> Exercise aim: Filter this data down to the lines that hold "base", and copy them.

> Supplied records:
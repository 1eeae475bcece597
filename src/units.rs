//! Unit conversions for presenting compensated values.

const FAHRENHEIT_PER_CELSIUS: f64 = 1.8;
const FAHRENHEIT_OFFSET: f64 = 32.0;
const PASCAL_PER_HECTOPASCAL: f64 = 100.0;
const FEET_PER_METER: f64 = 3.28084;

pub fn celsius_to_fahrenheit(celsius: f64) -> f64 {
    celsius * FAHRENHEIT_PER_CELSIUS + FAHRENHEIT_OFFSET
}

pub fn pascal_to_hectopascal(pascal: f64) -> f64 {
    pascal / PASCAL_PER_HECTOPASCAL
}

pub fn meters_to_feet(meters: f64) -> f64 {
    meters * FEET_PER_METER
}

--

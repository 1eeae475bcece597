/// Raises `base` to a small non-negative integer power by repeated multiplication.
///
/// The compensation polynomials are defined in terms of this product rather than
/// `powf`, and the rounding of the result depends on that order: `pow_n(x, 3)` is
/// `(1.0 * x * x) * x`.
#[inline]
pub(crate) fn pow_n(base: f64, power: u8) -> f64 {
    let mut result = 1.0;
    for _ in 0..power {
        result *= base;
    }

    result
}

> Result of this task:
/// Raises `base` to a small non-negative integer power by repeated multiplication.
pub(crate) fn pow_n(base: f64, power: u8) -> f64 {
        result *= base;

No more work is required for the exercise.